TASK ITEM
Filter the listing below, keeping every line that holds "mkweb".

MATERIAL PROVIDED

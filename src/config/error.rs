//! Errors raised while loading or validating `mkweb.toml`.

use std::path::PathBuf;
use thiserror::Error;

#[derive(Debug, Error)]
pub enum ConfigError {
    #[error("cannot read config file `{0}`")]
    Io(PathBuf, #[source] std::io::Error),

    #[error("malformed mkweb.toml")]
    Toml(#[from] toml::de::Error),

    #[error("[build.source] `{0}` is not a directory")]
    SourceNotDir(PathBuf),

    /// 1-based position in the `[[path_map]]` array.
    #[error("[[path_map]] entry {0} has an empty base")]
    EmptyPathMapBase(usize),

    #[error("[build.converter.command] must have at least one element")]
    EmptyConverter,

    #[error("converter `{command}` not found, please install it first")]
    ConverterMissing {
        command: String,
        #[source]
        source: which::Error,
    },
}
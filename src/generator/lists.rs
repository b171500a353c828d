//! HTML fragment List Generators.

use super::{ListError, Urls, title_of};
use crate::config::{SortDirection, SortKey};
use crate::index::MetadataIndex;
use crate::meta::{Document, FrontMatter};
use std::cmp::Ordering;
use std::fmt::Write;

/// Sorted, deduplicated `<ul>` of tag links.
pub fn tag_list<'t>(tags: impl IntoIterator<Item = &'t str>, urls: &Urls<'_>) -> String {
    let mut tags: Vec<&str> = tags.into_iter().collect();
    tags.sort_unstable();
    tags.dedup();

    let mut html = String::from("<ul>");
    for tag in tags {
        let _ = write!(html, "<li><a href=\"{}\">{tag}</a></li>", urls.tag(tag));
    }
    html.push_str("</ul>");
    html
}

/// Every tag of the site.
pub fn global_tag_list(index: &MetadataIndex, urls: &Urls<'_>) -> String {
    tag_list(index.tag_names(), urls)
}

/// The tags of one page, `None` when it has none.
pub fn page_tag_list(meta: &FrontMatter, urls: &Urls<'_>) -> Option<String> {
    let tags = meta.tags();
    (!tags.is_empty()).then(|| tag_list(tags.iter().map(String::as_str), urls))
}

/// Year links, newest first.
pub fn year_list(index: &MetadataIndex, urls: &Urls<'_>) -> String {
    let mut html = String::from("<br>");
    for year in index.years().rev() {
        let _ = write!(html, "<a href=\"{}\">{year}</a> ", urls.year(year));
    }
    html
}

/// Documents having `key`, sorted by it. Equal keys keep index order in both
/// directions.
pub fn sorted_pages(
    index: &MetadataIndex,
    key: SortKey,
    direction: SortDirection,
) -> Vec<&Document> {
    let mut docs: Vec<&Document> = index
        .documents()
        .iter()
        .filter(|doc| match key {
            SortKey::Title => doc.meta.title.is_some(),
            SortKey::Date => doc.meta.date.is_some(),
        })
        .collect();

    let by_key = |a: &&Document, b: &&Document| -> Ordering {
        match key {
            SortKey::Title => a.meta.title.cmp(&b.meta.title),
            SortKey::Date => a.meta.date.cmp(&b.meta.date),
        }
    };
    match direction {
        SortDirection::Ascending => docs.sort_by(by_key),
        SortDirection::Descending => docs.sort_by(|a, b| by_key(b, a)),
    }
    docs
}

/// Settings of the global page list.
#[derive(Debug, Clone, Copy)]
pub struct PageListOptions {
    pub key: SortKey,
    pub direction: SortDirection,
    /// 0 is unlimited.
    pub num_entries: usize,
    /// Link to the sitemap when entries were cut.
    pub more_link: bool,
}

/// `<ul>` of page links, sorted and capped.
pub fn page_list(
    index: &MetadataIndex,
    options: &PageListOptions,
    urls: &Urls<'_>,
) -> Result<String, ListError> {
    let docs = sorted_pages(index, options.key, options.direction);
    let limit = match options.num_entries {
        0 => docs.len(),
        n => n.min(docs.len()),
    };

    let mut html = String::from("<ul>");
    for doc in &docs[..limit] {
        let _ = write!(
            html,
            "<li><a href=\"{}\">{}</a></li>",
            urls.page(&doc.path),
            title_of(doc)?
        );
    }
    html.push_str("</ul>");

    if options.more_link && limit < docs.len() {
        let _ = write!(
            html,
            "<div id=\"morelink\"><a href=\"{}\">...</a></div>",
            urls.sitemap()
        );
    }
    Ok(html)
}

#[cfg(test)]
mod tests {
    use super::*;
    use crate::compiler::links::LinkRewriter;
    use crate::index::tests::doc;
    use crate::meta::FrontMatter;

    fn urls() -> Urls<'static> {
        Urls::with_parts("/", "pages", LinkRewriter::with_rules(&[], "/"))
    }

    fn titles(docs: &[&Document]) -> Vec<String> {
        docs.iter()
            .map(|d| d.meta.title.clone().unwrap_or_default())
            .collect()
    }

    #[test]
    fn test_tag_list_sorted_and_unique() {
        let html = tag_list(["web", "rust", "web", "art"], &urls());
        assert_eq!(
            html,
            "<ul><li><a href=\"/tag/art.html\">art</a></li>\
             <li><a href=\"/tag/rust.html\">rust</a></li>\
             <li><a href=\"/tag/web.html\">web</a></li></ul>"
        );
    }

    #[test]
    fn test_page_tag_list() {
        let d = doc("a.md", "A", None, &["zeta", "alpha"]);
        let html = page_tag_list(&d.meta, &urls()).unwrap();
        assert!(html.find("alpha").unwrap() < html.find("zeta").unwrap());

        assert_eq!(page_tag_list(&FrontMatter::default(), &urls()), None);
    }

    #[test]
    fn test_year_list_newest_first() {
        let index = MetadataIndex::from_documents([
            doc("a.md", "A", Some("2019-01-01 00:00"), &[]),
            doc("b.md", "B", Some("2023-01-01 00:00"), &[]),
            doc("c.md", "C", Some("2021-01-01 00:00"), &[]),
        ]);
        assert_eq!(
            year_list(&index, &urls()),
            "<br><a href=\"/year/2023.html\">2023</a> \
             <a href=\"/year/2021.html\">2021</a> \
             <a href=\"/year/2019.html\">2019</a> "
        );
    }

    #[test]
    fn test_date_sort_is_stable_both_ways() {
        let index = MetadataIndex::from_documents([
            doc("1.md", "first", Some("2020-05-05 10:00"), &[]),
            doc("2.md", "early", Some("2019-01-01 00:00"), &[]),
            doc("3.md", "second", Some("2020-05-05 10:00"), &[]),
            doc("4.md", "undated", None, &[]),
        ]);

        let asc = sorted_pages(&index, SortKey::Date, SortDirection::Ascending);
        assert_eq!(titles(&asc), ["early", "first", "second"]);

        let desc = sorted_pages(&index, SortKey::Date, SortDirection::Descending);
        assert_eq!(titles(&desc), ["first", "second", "early"]);
    }

    #[test]
    fn test_title_sort_skips_untitled() {
        let mut untitled = doc("u.md", "", None, &[]);
        untitled.meta.title = None;
        let index = MetadataIndex::from_documents([
            doc("b.md", "Beta", None, &[]),
            untitled,
            doc("a.md", "Alpha", None, &[]),
        ]);
        let docs = sorted_pages(&index, SortKey::Title, SortDirection::Ascending);
        assert_eq!(titles(&docs), ["Alpha", "Beta"]);
    }

    #[test]
    fn test_page_list_cap_and_more_link() {
        let index = MetadataIndex::from_documents([
            doc("c.md", "C", None, &[]),
            doc("a.md", "A", None, &[]),
            doc("b.md", "B", None, &[]),
        ]);
        let mut options = PageListOptions {
            key: SortKey::Title,
            direction: SortDirection::Ascending,
            num_entries: 2,
            more_link: true,
        };

        let html = page_list(&index, &options, &urls()).unwrap();
        assert_eq!(
            html,
            "<ul><li><a href=\"/a.html\">A</a></li><li><a href=\"/b.html\">B</a></li></ul>\
             <div id=\"morelink\"><a href=\"/sitemap.html\">...</a></div>"
        );

        options.num_entries = 0;
        let html = page_list(&index, &options, &urls()).unwrap();
        assert!(html.contains("/c.html"));
        assert!(!html.contains("morelink"));
    }

    #[test]
    fn test_page_list_by_date_requires_title() {
        let mut untitled = doc("u.md", "", Some("2020-01-01 00:00"), &[]);
        untitled.meta.title = None;
        let index = MetadataIndex::from_documents([untitled]);
        let options = PageListOptions {
            key: SortKey::Date,
            direction: SortDirection::Ascending,
            num_entries: 0,
            more_link: false,
        };

        let err = page_list(&index, &options, &urls()).unwrap_err();
        assert!(matches!(err, ListError::MissingTitle(_)));
    }
}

EXERCISE OUTPUT
//! Errors raised while loading or validating `mkweb.toml`.
    #[error("malformed mkweb.toml")]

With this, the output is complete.